### ACTION ITEM
Pull every line holding the word "anyhow" out of the data and copy it.

** RECORDED INFORMATION follows **

#![forbid(unsafe_code)]

pub mod logging;
pub mod settings;

use std::path::{Path, PathBuf};
use std::sync::Arc;
use std::time::Instant;

use anyhow::{bail, Context, Result};
use tracing::{debug, info, warn};
use uda_dlq::{DlqRecord, FileDlq};
use uda_domain::{AnswerPayload, Decision, PipelineState};
use uda_ingest::{
    builtin_corpus, chunk_sections, load_corpus_from_path, normalize_document, Chunk,
    CorpusEntry, KeywordIndex, LocalStore, DEFAULT_CHUNK_SIZE,
};
use uda_pipeline::{standard_stages, ExecutionPath, Orchestrator};
use uda_policy::DecisionPolicy;

pub use logging::{init_logging, LogFormat};
pub use settings::{Settings, SettingsError};

/// Read a document from disk, normalize it and split it into chunks.
///
/// # Errors
/// Returns an error when the file cannot be read or chunked.
pub fn chunk_document(path: &Path, chunk_size: usize) -> Result<Vec<Chunk>> {
    let bytes =
        std::fs::read(path).with_context(|| format!("failed to read {}", path.display()))?;
    let document = normalize_document(&bytes, &path.display().to_string());
    let chunks = chunk_sections(&document, chunk_size)
        .with_context(|| format!("failed to chunk {}", path.display()))?;
    debug!(
        path = %path.display(),
        sections = document.sections.len(),
        chunks = chunks.len(),
        "document chunked"
    );
    Ok(chunks)
}

/// # Errors
/// Same conditions as [`chunk_document`].
pub fn ingest_document(path: &Path, chunk_size: usize) -> Result<Vec<CorpusEntry>> {
    let chunks = chunk_document(path, chunk_size)?;
    Ok(chunks.into_iter().map(CorpusEntry::from).collect())
}

/// Configured corpus (or the builtin one) plus any extra documents.
///
/// # Errors
/// Returns an error when the corpus file or a document cannot be loaded.
pub fn assemble_corpus(settings: &Settings, documents: &[PathBuf]) -> Result<LocalStore> {
    let mut store = LocalStore::new();
    match &settings.corpus_file {
        Some(path) => store.add(
            load_corpus_from_path(path)
                .with_context(|| format!("failed to load corpus {}", path.display()))?,
        ),
        None => store.add(builtin_corpus()),
    }
    for document in documents {
        store.add(ingest_document(document, DEFAULT_CHUNK_SIZE)?);
    }
    debug!(entries = store.len(), documents = documents.len(), "corpus assembled");
    Ok(store)
}

/// Runs the pipeline and routes escalated runs to the dead-letter sink.
pub struct Assistant {
    orchestrator: Orchestrator,
    policy: DecisionPolicy,
    dlq: Option<FileDlq>,
}

impl Assistant {
    #[must_use]
    pub fn new(orchestrator: Orchestrator, policy: DecisionPolicy, dlq: Option<FileDlq>) -> Self {
        Self {
            orchestrator,
            policy,
            dlq,
        }
    }

    /// Build an assistant over a snapshot of `store` using the settings' tags,
    /// limits and dead-letter file.
    ///
    /// # Errors
    /// Returns an error when the dead-letter file cannot be prepared.
    pub fn from_store(settings: &Settings, store: &LocalStore) -> Result<Self> {
        let policy = DecisionPolicy::default();
        let index = KeywordIndex::from_store(store, settings.default_security_tags.iter().cloned());
        let orchestrator = Orchestrator::build(standard_stages(
            Arc::new(index),
            policy,
            settings.retrieval_limit,
        ));
        let dlq = FileDlq::open(&settings.dlq_file).with_context(|| {
            format!("failed to open dead-letter file {}", settings.dlq_file.display())
        })?;
        info!(
            path = %orchestrator.execution_path(),
            dlq = %settings.dlq_file.display(),
            "assistant ready"
        );
        Ok(Self::new(orchestrator, policy, Some(dlq)))
    }

    /// # Errors
    /// Returns an error when the corpus or dead-letter file cannot be loaded.
    pub fn from_settings(settings: &Settings) -> Result<Self> {
        let store = assemble_corpus(settings, &[])?;
        Self::from_store(settings, &store)
    }

    #[must_use]
    pub fn execution_path(&self) -> ExecutionPath {
        self.orchestrator.execution_path()
    }

    #[must_use]
    pub fn dlq(&self) -> Option<&FileDlq> {
        self.dlq.as_ref()
    }

    /// Run the pipeline, enqueueing the run when it is escalated.
    ///
    /// # Errors
    /// Returns an error when the pipeline fails or the dead-letter write fails.
    pub fn run(&self, query: &str) -> Result<PipelineState> {
        self.run_until(query, None)
    }

    /// Like [`Assistant::run`], but a run that completes after `deadline` is
    /// discarded without touching the dead-letter sink.
    ///
    /// # Errors
    /// Returns an error when the deadline has passed, the pipeline fails or
    /// the dead-letter write fails.
    pub fn run_until(&self, query: &str, deadline: Option<Instant>) -> Result<PipelineState> {
        let state = self.orchestrator.invoke(query)?;
        if deadline.is_some_and(|deadline| Instant::now() > deadline) {
            warn!(run_id = %state.run_id(), "run finished after its deadline; discarded");
            bail!("run {} finished after its deadline", state.run_id());
        }
        if state.decision == Some(Decision::Dlq) {
            match &self.dlq {
                Some(dlq) => {
                    let record = DlqRecord::from_state(&state, &self.policy);
                    let reasons: Vec<&str> =
                        record.reason_codes.iter().map(|code| code.as_str()).collect();
                    dlq.enqueue(&record).with_context(|| {
                        format!("failed to enqueue run {} for review", state.run_id())
                    })?;
                    info!(
                        run_id = %state.run_id(),
                        reasons = %reasons.join(","),
                        "run routed to dead-letter queue"
                    );
                }
                None => warn!(run_id = %state.run_id(), "escalated run has no dead-letter sink"),
            }
        }
        Ok(state)
    }

    /// Run the pipeline and project the response payload.
    ///
    /// # Errors
    /// Same conditions as [`Assistant::run`].
    pub fn ask(&self, query: &str) -> Result<AnswerPayload> {
        self.ask_until(query, None)
    }

    /// # Errors
    /// Same conditions as [`Assistant::run_until`].
    pub fn ask_until(&self, query: &str, deadline: Option<Instant>) -> Result<AnswerPayload> {
        let state = self.run_until(query, deadline)?;
        Ok(AnswerPayload::from(&state))
    }
}

#[cfg(test)]
mod tests {
    use super::*;
    use uda_dlq::ReasonCode;

    fn must<T>(result: Result<T>) -> T {
        match result {
            Ok(value) => value,
            Err(err) => panic!("test failure: {err:#}"),
        }
    }

    fn temp_settings() -> Settings {
        let root = std::env::temp_dir().join(format!("uda-runtime-{}", ulid::Ulid::new()));
        Settings {
            storage_dir: root.clone(),
            dlq_file: root.join("dlq.jsonl"),
            ..Settings::default()
        }
    }

    #[test]
    fn answered_runs_skip_the_dead_letter_queue() {
        let settings = temp_settings();
        let assistant = must(Assistant::from_settings(&settings));
        let payload = must(assistant.ask("What is the refund policy?"));
        assert_eq!(payload.decision, Decision::Answer);
        assert_eq!(payload.citations.len(), 1);

        let dlq = assistant.dlq().unwrap_or_else(|| unreachable!());
        let records: Vec<DlqRecord> = dlq.stream().unwrap_or_else(|_| unreachable!());
        assert!(records.is_empty());
    }

    #[test]
    fn escalated_runs_are_enqueued_with_reasons() {
        let settings = temp_settings();
        let assistant = must(Assistant::from_settings(&settings));
        let payload = must(assistant.ask("asdkjasd nonsense"));
        assert_eq!(payload.decision, Decision::Dlq);
        assert_eq!(payload.answer, uda_domain::ABSTENTION_ANSWER);

        let dlq = assistant.dlq().unwrap_or_else(|| unreachable!());
        let records: Vec<DlqRecord> = dlq.stream().unwrap_or_else(|_| unreachable!());
        assert_eq!(records.len(), 1);
        assert_eq!(records[0].query, "asdkjasd nonsense");
        assert_eq!(
            records[0].reason_codes,
            vec![ReasonCode::Unfaithful, ReasonCode::HighUncertainty]
        );
        assert_eq!(records[0].audit_trail.len(), 8);
    }

    #[test]
    fn security_tags_hide_restricted_entries() {
        let settings = temp_settings();
        let mut store = LocalStore::new();
        store.add([CorpusEntry {
            doc_id: "hr-1".to_string(),
            heading: Some("Salary Bands".to_string()),
            text: "Salary bands are reviewed every spring.".to_string(),
            source_uri: Some("internal://hr/salaries.md".to_string()),
            security_tags: vec!["restricted".to_string()],
        }]);
        let assistant = must(Assistant::from_store(&settings, &store));
        let state = must(assistant.run("salary bands"));
        assert!(state.retrieved_evidence.is_empty());
        assert_eq!(state.decision, Some(Decision::Dlq));
    }

    #[test]
    fn ingested_documents_become_searchable() {
        let settings = temp_settings();
        let doc_path = settings.storage_dir.join("handbook.md");
        must(std::fs::create_dir_all(&settings.storage_dir).map_err(anyhow::Error::from));
        must(
            std::fs::write(
                &doc_path,
                "# Shipping\nParcels leave the warehouse within two business days.\n",
            )
            .map_err(anyhow::Error::from),
        );

        let store = must(assemble_corpus(&settings, &[doc_path.clone()]));
        assert_eq!(store.len(), builtin_corpus().len() + 1);

        let assistant = must(Assistant::from_store(&settings, &store));
        let payload = must(assistant.ask("When do parcels leave the warehouse?"));
        assert_eq!(payload.decision, Decision::Answer);
        assert_eq!(
            payload.citations,
            vec![format!("[1] {} :: Shipping", doc_path.display())]
        );
    }

    #[test]
    fn runs_past_their_deadline_are_not_enqueued() {
        let settings = temp_settings();
        let assistant = must(Assistant::from_settings(&settings));
        let expired = Instant::now();
        std::thread::sleep(std::time::Duration::from_millis(2));

        let err = match assistant.ask_until("asdkjasd nonsense", Some(expired)) {
            Ok(_) => panic!("an expired run should be discarded"),
            Err(err) => err,
        };
        assert!(err.to_string().contains("after its deadline"), "{err:#}");

        let dlq = assistant.dlq().unwrap_or_else(|| unreachable!());
        let records: Vec<DlqRecord> = dlq.stream().unwrap_or_else(|_| unreachable!());
        assert!(records.is_empty());

        let later = Instant::now() + std::time::Duration::from_secs(60);
        let payload = must(assistant.ask_until("asdkjasd nonsense", Some(later)));
        assert_eq!(payload.decision, Decision::Dlq);
        let records: Vec<DlqRecord> = dlq.stream().unwrap_or_else(|_| unreachable!());
        assert_eq!(records.len(), 1);
    }

    #[test]
    fn zero_chunk_size_is_rejected_with_path_context() {
        let settings = temp_settings();
        let doc_path = settings.storage_dir.join("notes.txt");
        must(std::fs::create_dir_all(&settings.storage_dir).map_err(anyhow::Error::from));
        must(std::fs::write(&doc_path, "plain notes").map_err(anyhow::Error::from));

        let err = match chunk_document(&doc_path, 0) {
            Ok(_) => panic!("zero chunk size should fail"),
            Err(err) => err,
        };
        let rendered = format!("{err:#}");
        assert!(rendered.contains("failed to chunk"), "{rendered}");
        assert!(rendered.contains("chunk size must be greater than zero"), "{rendered}");
    }

    #[test]
    fn missing_corpus_file_is_reported() {
        let settings = Settings {
            corpus_file: Some(PathBuf::from("/nonexistent/uda/corpus.yaml")),
            ..temp_settings()
        };
        let err = match Assistant::from_settings(&settings) {
            Ok(_) => panic!("expected corpus load failure"),
            Err(err) => err,
        };
        assert!(format!("{err:#}").contains("failed to load corpus"));
    }

    #[test]
    fn assistant_without_sink_still_answers() {
        let index = KeywordIndex::new(builtin_corpus(), ["public"]);
        let policy = DecisionPolicy::default();
        let orchestrator = Orchestrator::build(standard_stages(Arc::new(index), policy, 5));
        let assistant = Assistant::new(orchestrator, policy, None);
        let payload = must(assistant.ask("nothing matches zzzz"));
        assert_eq!(payload.decision, Decision::Dlq);
        assert!(assistant.dlq().is_none());
    }
}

** End of RECORDED INFORMATION **

### SOLUTION FOR THIS PROBLEM
use anyhow::{bail, Context, Result};
        must(std::fs::create_dir_all(&settings.storage_dir).map_err(anyhow::Error::from));
            .map_err(anyhow::Error::from),
        must(std::fs::create_dir_all(&settings.storage_dir).map_err(anyhow::Error::from));
        must(std::fs::write(&doc_path, "plain notes").map_err(anyhow::Error::from));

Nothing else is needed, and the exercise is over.